I must start off, first of all, that I'm not in a poly relationship but have been reading these poly forums for quite some time. I'm in an open relationship and have been reading these forums for advice and extra knowledge on how to better maintain an alternative relationship with my s/o regarding communication and jealousy issues. I'm pretty sure that I am poly but do not want to pursue it at this point in time.
One of the reasons is due to communication issues with my s/o; we have been dating for almost 7 years and started to seriously pursue an alternative relationship for the last 13 months. A problem that I've experienced is that my s/o cannot be completely honest with me and we're trying to find the source of the issue. Wondering if anyone else has had this happen to them?

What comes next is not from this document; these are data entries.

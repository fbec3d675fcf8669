//! Rendering cell grids to RGB images.
//!
//! [`DrawParams`] picks the colors and an integer upscale factor; [`render`]
//! turns a 2D grid into an [`image::RgbImage`] where each cell is drawn as a
//! square block of uniform color.
//!
//! # Example
//!
//! ```
//! use petri_automata::Grid;
//! use petri_image::{render, DrawParams};
//!
//! let grid = Grid::from_rows(&[vec![0, 1], vec![1, 0]]).unwrap();
//! let params = DrawParams::new([0, 0, 0], [255, 255, 255], 4).unwrap();
//!
//! // Each cell becomes a 4x4 block: an 8x8 checker image.
//! let frame = render(&grid, &params).unwrap();
//! assert_eq!(frame.dimensions(), (8, 8));
//! ```

use std::path::Path;

use image::{Rgb, RgbImage};
use thiserror::Error;

use petri_automata::Grid;

#[cfg(feature = "serde")]
use serde::{Deserialize, Serialize};

/// Errors raised while building draw parameters or rendering frames.
#[derive(Debug, Error)]
pub enum RenderError {
    /// The resize factor must be at least 1.
    #[error("resize factor must be at least 1")]
    InvalidResizeFactor,

    /// A color ramp was given without any entries.
    #[error("color ramp is empty")]
    EmptyRamp,

    /// Only 2D grids can be rendered.
    #[error("cannot render a {ndim}-dimensional grid")]
    NotTwoDimensional {
        /// Dimensionality of the grid that was given.
        ndim: usize,
    },

    /// Writing an image file failed.
    #[error("image export failed: {0}")]
    Image(#[from] image::ImageError),
}

/// How cells are drawn: one color per cell value plus an upscale factor.
///
/// Immutable once constructed. Colors are 3-channel RGB.
#[derive(Debug, Clone, PartialEq, Eq)]
#[cfg_attr(feature = "serde", derive(Serialize, Deserialize))]
pub struct DrawParams {
    dead_color: [u8; 3],
    alive_color: [u8; 3],
    ramp: Option<Vec<[u8; 3]>>,
    resize_factor: u32,
}

impl DrawParams {
    /// Creates draw parameters for a binary automaton.
    ///
    /// A `resize_factor` of 1 draws each cell as a single pixel, while 4
    /// draws each cell as a 4x4 square of 16 pixels.
    pub fn new(
        dead_color: [u8; 3],
        alive_color: [u8; 3],
        resize_factor: u32,
    ) -> Result<Self, RenderError> {
        if resize_factor < 1 {
            return Err(RenderError::InvalidResizeFactor);
        }
        Ok(Self {
            dead_color,
            alive_color,
            ramp: None,
            resize_factor,
        })
    }

    /// Colors multi-state cells from a ramp indexed by cell value.
    ///
    /// Value 0 still draws with the dead color; values past the end of the
    /// ramp clamp to its last entry.
    pub fn with_ramp(mut self, ramp: Vec<[u8; 3]>) -> Result<Self, RenderError> {
        if ramp.is_empty() {
            return Err(RenderError::EmptyRamp);
        }
        self.ramp = Some(ramp);
        Ok(self)
    }

    /// The color for dead (zero) cells.
    pub fn dead_color(&self) -> [u8; 3] {
        self.dead_color
    }

    /// The color for live cells when no ramp is set.
    pub fn alive_color(&self) -> [u8; 3] {
        self.alive_color
    }

    /// The multi-state color ramp, if any.
    pub fn ramp(&self) -> Option<&[[u8; 3]]> {
        self.ramp.as_deref()
    }

    /// The integer upscale factor.
    pub fn resize_factor(&self) -> u32 {
        self.resize_factor
    }

    /// Output pixel dimensions for a grid of `width x height` cells.
    pub fn frame_size(&self, grid_width: usize, grid_height: usize) -> (u32, u32) {
        (
            grid_width as u32 * self.resize_factor,
            grid_height as u32 * self.resize_factor,
        )
    }

    fn color_of(&self, value: u8) -> [u8; 3] {
        if value == 0 {
            return self.dead_color;
        }
        match &self.ramp {
            Some(ramp) => ramp[usize::from(value).min(ramp.len() - 1)],
            None => self.alive_color,
        }
    }
}

/// Renders a 2D grid to an RGB image.
///
/// Each cell is expanded to a `resize_factor` square block of uniform color:
/// the dead color for value 0, the alive color (or the ramp entry for the
/// value) otherwise.
pub fn render(grid: &Grid, params: &DrawParams) -> Result<RgbImage, RenderError> {
    if grid.ndim() != 2 {
        return Err(RenderError::NotTwoDimensional { ndim: grid.ndim() });
    }
    let height = grid.height();
    let width = grid.width();
    let factor = params.resize_factor();

    let mut img = RgbImage::new(width as u32 * factor, height as u32 * factor);
    for y in 0..height {
        for x in 0..width {
            let color = Rgb(params.color_of(grid.get(&[y, x])));
            for py in 0..factor {
                for px in 0..factor {
                    img.put_pixel(x as u32 * factor + px, y as u32 * factor + py, color);
                }
            }
        }
    }
    Ok(img)
}

/// Writes an image to a PNG file.
pub fn export_png<P: AsRef<Path>>(image: &RgbImage, path: P) -> Result<(), RenderError> {
    image.save_with_format(path, image::ImageFormat::Png)?;
    Ok(())
}

#[cfg(test)]
mod tests {
    use super::*;

    #[test]
    fn test_resize_factor_validation() {
        assert!(matches!(
            DrawParams::new([0, 0, 0], [255, 255, 255], 0),
            Err(RenderError::InvalidResizeFactor)
        ));
        assert!(DrawParams::new([0, 0, 0], [255, 255, 255], 1).is_ok());
    }

    #[test]
    fn test_empty_ramp_rejected() {
        let params = DrawParams::new([0, 0, 0], [255, 255, 255], 1).unwrap();
        assert!(matches!(
            params.with_ramp(Vec::new()),
            Err(RenderError::EmptyRamp)
        ));
    }

    #[test]
    fn test_render_single_pixels() {
        let grid = Grid::from_rows(&[vec![0, 1], vec![1, 0]]).unwrap();
        let params = DrawParams::new([10, 20, 30], [200, 100, 50], 1).unwrap();
        let img = render(&grid, &params).unwrap();

        assert_eq!(img.dimensions(), (2, 2));
        assert_eq!(img.get_pixel(0, 0).0, [10, 20, 30]);
        assert_eq!(img.get_pixel(1, 0).0, [200, 100, 50]);
        assert_eq!(img.get_pixel(0, 1).0, [200, 100, 50]);
        assert_eq!(img.get_pixel(1, 1).0, [10, 20, 30]);
    }

    #[test]
    fn test_render_upscales_blocks() {
        let grid = Grid::from_rows(&[vec![1, 0]]).unwrap();
        let params = DrawParams::new([0, 0, 0], [255, 255, 255], 3).unwrap();
        let img = render(&grid, &params).unwrap();

        assert_eq!(img.dimensions(), (6, 3));
        // Every pixel of the first 3x3 block is the alive color.
        for y in 0..3 {
            for x in 0..3 {
                assert_eq!(img.get_pixel(x, y).0, [255, 255, 255]);
            }
        }
        assert_eq!(img.get_pixel(3, 0).0, [0, 0, 0]);
        assert_eq!(img.get_pixel(5, 2).0, [0, 0, 0]);
    }

    #[test]
    fn test_render_ramp_lookup() {
        let grid = Grid::from_rows(&[vec![0, 1, 2, 3]]).unwrap();
        let params = DrawParams::new([0, 0, 0], [255, 255, 255], 1)
            .unwrap()
            .with_ramp(vec![[9, 9, 9], [50, 0, 0], [100, 0, 0]])
            .unwrap();
        let img = render(&grid, &params).unwrap();

        // Value 0 keeps the dead color, not the ramp base.
        assert_eq!(img.get_pixel(0, 0).0, [0, 0, 0]);
        assert_eq!(img.get_pixel(1, 0).0, [50, 0, 0]);
        assert_eq!(img.get_pixel(2, 0).0, [100, 0, 0]);
        // Values past the ramp end clamp to the last entry.
        assert_eq!(img.get_pixel(3, 0).0, [100, 0, 0]);
    }

    #[test]
    fn test_render_rejects_non_2d() {
        let grid = Grid::new(&[2, 2, 2]).unwrap();
        let params = DrawParams::new([0, 0, 0], [255, 255, 255], 1).unwrap();
        assert!(matches!(
            render(&grid, &params),
            Err(RenderError::NotTwoDimensional { ndim: 3 })
        ));
    }

    #[test]
    fn test_frame_size() {
        let params = DrawParams::new([0, 0, 0], [255, 255, 255], 4).unwrap();
        assert_eq!(params.frame_size(64, 48), (256, 192));
    }

    #[test]
    fn test_export_png() {
        let grid = Grid::from_rows(&[vec![0, 1], vec![1, 0]]).unwrap();
        let params = DrawParams::new([0, 0, 0], [255, 255, 255], 2).unwrap();
        let img = render(&grid, &params).unwrap();

        let path = std::env::temp_dir().join("petri_image_test_export.png");
        export_png(&img, &path).unwrap();
        let len = std::fs::metadata(&path).unwrap().len();
        assert!(len > 0);
        let _ = std::fs::remove_file(&path);
    }
}
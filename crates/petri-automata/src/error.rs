//! Error types for petri-automata.

use thiserror::Error;

/// Errors raised while constructing grids, kernels, rules, or states.
///
/// Construction is the only fallible phase. Once a [`crate::State`] exists,
/// stepping is total over the state space and cannot fail.
#[derive(Debug, Clone, PartialEq, Eq, Error)]
pub enum ConfigError {
    /// A shape with no axes was given.
    #[error("shape must have at least one axis")]
    EmptyShape,

    /// An axis length of zero was given.
    #[error("axis {axis} has length 0")]
    ZeroAxis {
        /// Index of the offending axis.
        axis: usize,
    },

    /// Kernel axis lengths must be odd so the kernel has a center cell.
    #[error("kernel axis {axis} has even length {len}")]
    EvenKernelAxis {
        /// Index of the offending axis.
        axis: usize,
        /// The even length that was given.
        len: usize,
    },

    /// The number of kernel weights does not match the kernel shape.
    #[error("kernel has {got} weights, shape needs {expected}")]
    WeightCountMismatch {
        /// Product of the kernel axis lengths.
        expected: usize,
        /// Number of weights actually given.
        got: usize,
    },

    /// Pattern rows are not all the same length.
    #[error("row {row} has length {got}, expected {expected}")]
    RaggedRows {
        /// Index of the offending row.
        row: usize,
        /// Length of the first row.
        expected: usize,
        /// Length of the offending row.
        got: usize,
    },

    /// A neighbour-count set contains the same count twice.
    #[error("duplicate count {count} in {set} set")]
    DuplicateCount {
        /// Which set ("birth" or "survival").
        set: &'static str,
        /// The repeated count.
        count: u16,
    },

    /// A rule references a neighbour count the kernel can never produce.
    #[error("count {count} in {set} set exceeds kernel maximum {max}")]
    CountOutOfRange {
        /// Which set ("birth" or "survival").
        set: &'static str,
        /// The out-of-range count.
        count: u16,
        /// Largest count the kernel can produce.
        max: u32,
    },

    /// Grid and kernel dimensionality differ.
    #[error("grid is {grid}-dimensional but kernel is {kernel}-dimensional")]
    DimensionMismatch {
        /// Grid dimensionality.
        grid: usize,
        /// Kernel dimensionality.
        kernel: usize,
    },

    /// A cell or transition value is outside the rule's declared state range.
    #[error("value {value} is outside the {states}-state range")]
    ValueOutOfRange {
        /// The offending value.
        value: u8,
        /// Number of states the rule declares.
        states: u8,
    },

    /// A table rule must declare at least two states.
    #[error("table rule declares {states} states, needs at least 2")]
    TooFewStates {
        /// Number of states declared.
        states: u8,
    },

    /// A table rule with no default does not cover a reachable pair.
    #[error("no transition for count {count}, value {value}")]
    MissingTransition {
        /// The uncovered neighbour count.
        count: u16,
        /// The uncovered cell value.
        value: u8,
    },

    /// Kernel weights and state count together can overflow the counter type.
    #[error("maximum weighted count {max} exceeds {limit}")]
    CountOverflow {
        /// Largest weighted count this configuration can produce.
        max: u64,
        /// Largest count the counter type can hold.
        limit: u32,
    },
}
//! Simulation state and stepping.

use std::mem;

use crate::error::ConfigError;
use crate::grid::Grid;
use crate::kernel::{count_neighbors_into, Boundary, Kernel};
use crate::rule::Rule;

/// A running automaton: one grid, one kernel, one rule, one boundary mode.
///
/// `step()` computes the next generation in place from the previous one; old
/// generations are discarded, so memory use is constant over arbitrarily long
/// runs. Stepping is deterministic: the only randomness in this crate is the
/// explicit seed given to the [`State::random`] factory.
///
/// All configuration errors surface from the factories. Dimensionality,
/// count ranges, and table totality are checked when grid, kernel, and rule
/// are bound together, so `step()` itself cannot fail.
#[derive(Debug, Clone)]
pub struct State {
    grid: Grid,
    kernel: Kernel,
    rule: Rule,
    boundary: Boundary,
    generation: u64,
    /// Scratch neighbour counts, reused across steps.
    counts: Vec<u16>,
    /// Scratch next-generation grid, swapped in by `step`.
    next: Grid,
}

impl State {
    /// Creates a state from an explicit starting grid.
    pub fn from_grid(
        grid: Grid,
        kernel: Kernel,
        rule: Rule,
        boundary: Boundary,
    ) -> Result<Self, ConfigError> {
        if grid.ndim() != kernel.ndim() {
            return Err(ConfigError::DimensionMismatch {
                grid: grid.ndim(),
                kernel: kernel.ndim(),
            });
        }

        let states = rule.num_states();
        let max_value = grid.max_value();
        if max_value >= states {
            return Err(ConfigError::ValueOutOfRange {
                value: max_value,
                states,
            });
        }

        // The counter is u16; reject configurations that could exceed it.
        let max_count = u64::from(kernel.weight_sum()) * u64::from(states - 1);
        if max_count > u64::from(u16::MAX) {
            return Err(ConfigError::CountOverflow {
                max: max_count,
                limit: u32::from(u16::MAX),
            });
        }

        match &rule {
            Rule::Totalistic(totalistic) => {
                let max = kernel.weight_sum();
                for (set, counts) in [
                    ("birth", totalistic.birth()),
                    ("survival", totalistic.survival()),
                ] {
                    for &count in counts {
                        if u32::from(count) > max {
                            return Err(ConfigError::CountOutOfRange { set, count, max });
                        }
                    }
                }
            }
            Rule::Table(table) => table.check_total(max_count as u16)?,
        }

        let next = Grid::new(grid.shape())?;
        Ok(Self {
            grid,
            kernel,
            rule,
            boundary,
            generation: 0,
            counts: Vec::new(),
            next,
        })
    }

    /// Creates a zero-filled (all dead) state.
    pub fn dead(
        shape: &[usize],
        kernel: Kernel,
        rule: Rule,
        boundary: Boundary,
    ) -> Result<Self, ConfigError> {
        Self::from_grid(Grid::new(shape)?, kernel, rule, boundary)
    }

    /// Creates a state with a seeded random binary fill.
    ///
    /// Each cell starts alive with probability `density`. The same seed and
    /// shape always produce the same starting grid.
    pub fn random(
        shape: &[usize],
        kernel: Kernel,
        rule: Rule,
        boundary: Boundary,
        density: f32,
        seed: u64,
    ) -> Result<Self, ConfigError> {
        Self::from_grid(Grid::random(shape, density, seed)?, kernel, rule, boundary)
    }

    /// The current grid.
    pub fn grid(&self) -> &Grid {
        &self.grid
    }

    /// The update rule.
    pub fn rule(&self) -> &Rule {
        &self.rule
    }

    /// The neighbourhood kernel.
    pub fn kernel(&self) -> &Kernel {
        &self.kernel
    }

    /// The boundary mode.
    pub fn boundary(&self) -> Boundary {
        self.boundary
    }

    /// Number of generations stepped so far.
    pub fn generation(&self) -> u64 {
        self.generation
    }

    /// Counts the cells that are alive (nonzero).
    pub fn population(&self) -> usize {
        self.grid.population()
    }

    /// Gets a cell value. Out-of-range indices read as dead.
    pub fn get(&self, index: &[usize]) -> u8 {
        self.grid.get(index)
    }

    /// Sets a cell value. Out-of-range indices are ignored.
    pub fn set(&mut self, index: &[usize], value: u8) {
        self.grid.set(index, value);
    }

    /// Advances the automaton by one generation.
    ///
    /// One correlation pass produces every cell's neighbour count, then the
    /// rule is applied elementwise over (count, value) and the new grid is
    /// swapped in. Pure in (grid, kernel, rule, boundary): two identical
    /// states step to identical grids.
    pub fn step(&mut self) {
        count_neighbors_into(&self.grid, &self.kernel, self.boundary, &mut self.counts);

        let cur = self.grid.cells();
        let next = self.next.cells_mut();
        // The rule variant is resolved once, outside the cell loop.
        match &self.rule {
            Rule::Totalistic(rule) => {
                for ((out, &count), &value) in next.iter_mut().zip(&self.counts).zip(cur) {
                    *out = rule.apply(count, value);
                }
            }
            Rule::Table(rule) => {
                for ((out, &count), &value) in next.iter_mut().zip(&self.counts).zip(cur) {
                    *out = rule.apply(count, value);
                }
            }
        }

        mem::swap(&mut self.grid, &mut self.next);
        self.generation += 1;
    }

    /// Advances by `n` generations.
    pub fn steps(&mut self, n: usize) {
        for _ in 0..n {
            self.step();
        }
    }
}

For example; we decided to be quite open with our intentions and talk to each other about everything (from who we've talked to, what we talked about, who we've been with.. etc) but he hides the odd thing from me because he says that he fears repercussions, even though we have stated that as long as we follows our guidelines that we created and that we communicate there are no repercussions. The things that he doesn't communicate aren't big things but still little things that matter to me. I don't believe that his intentions are malicious.
A part of me thinks it's because he might have a guilt complex; even though he knows it's consented and the idea excites him, that he is worried that he may hurt me emotionally (this is a new relationship concept for the both of us but I have transitioned easier than he has). Another part of me feels that he might really enjoy the idea of keeping a secret, hence hiding smaller details. We've talked a lot about this issue and has talked to a few friends who have pursued a poly relationship for insight. One suggested that he write an action plan and write it on paper but he gets stumped as to the "why", therefore cannot find a resolution until he does.
Has this happened to yourself or to your s/o where there is an unexplained communication barrier? How have you resolved these issues and continued to ensure an open and guilt free communication? I realize that an open relationship and a poly relationship are fairly different with different ideals but I feel that poly couples have it right when it comes to communication (hence why I've been creeping these forums for the last year). As much as I would like to eventually pursue a poly relationship, I want to ensure that we are able to fully communicate openly prior to doing so.
Any thoughts and insight would be greatly appreciated!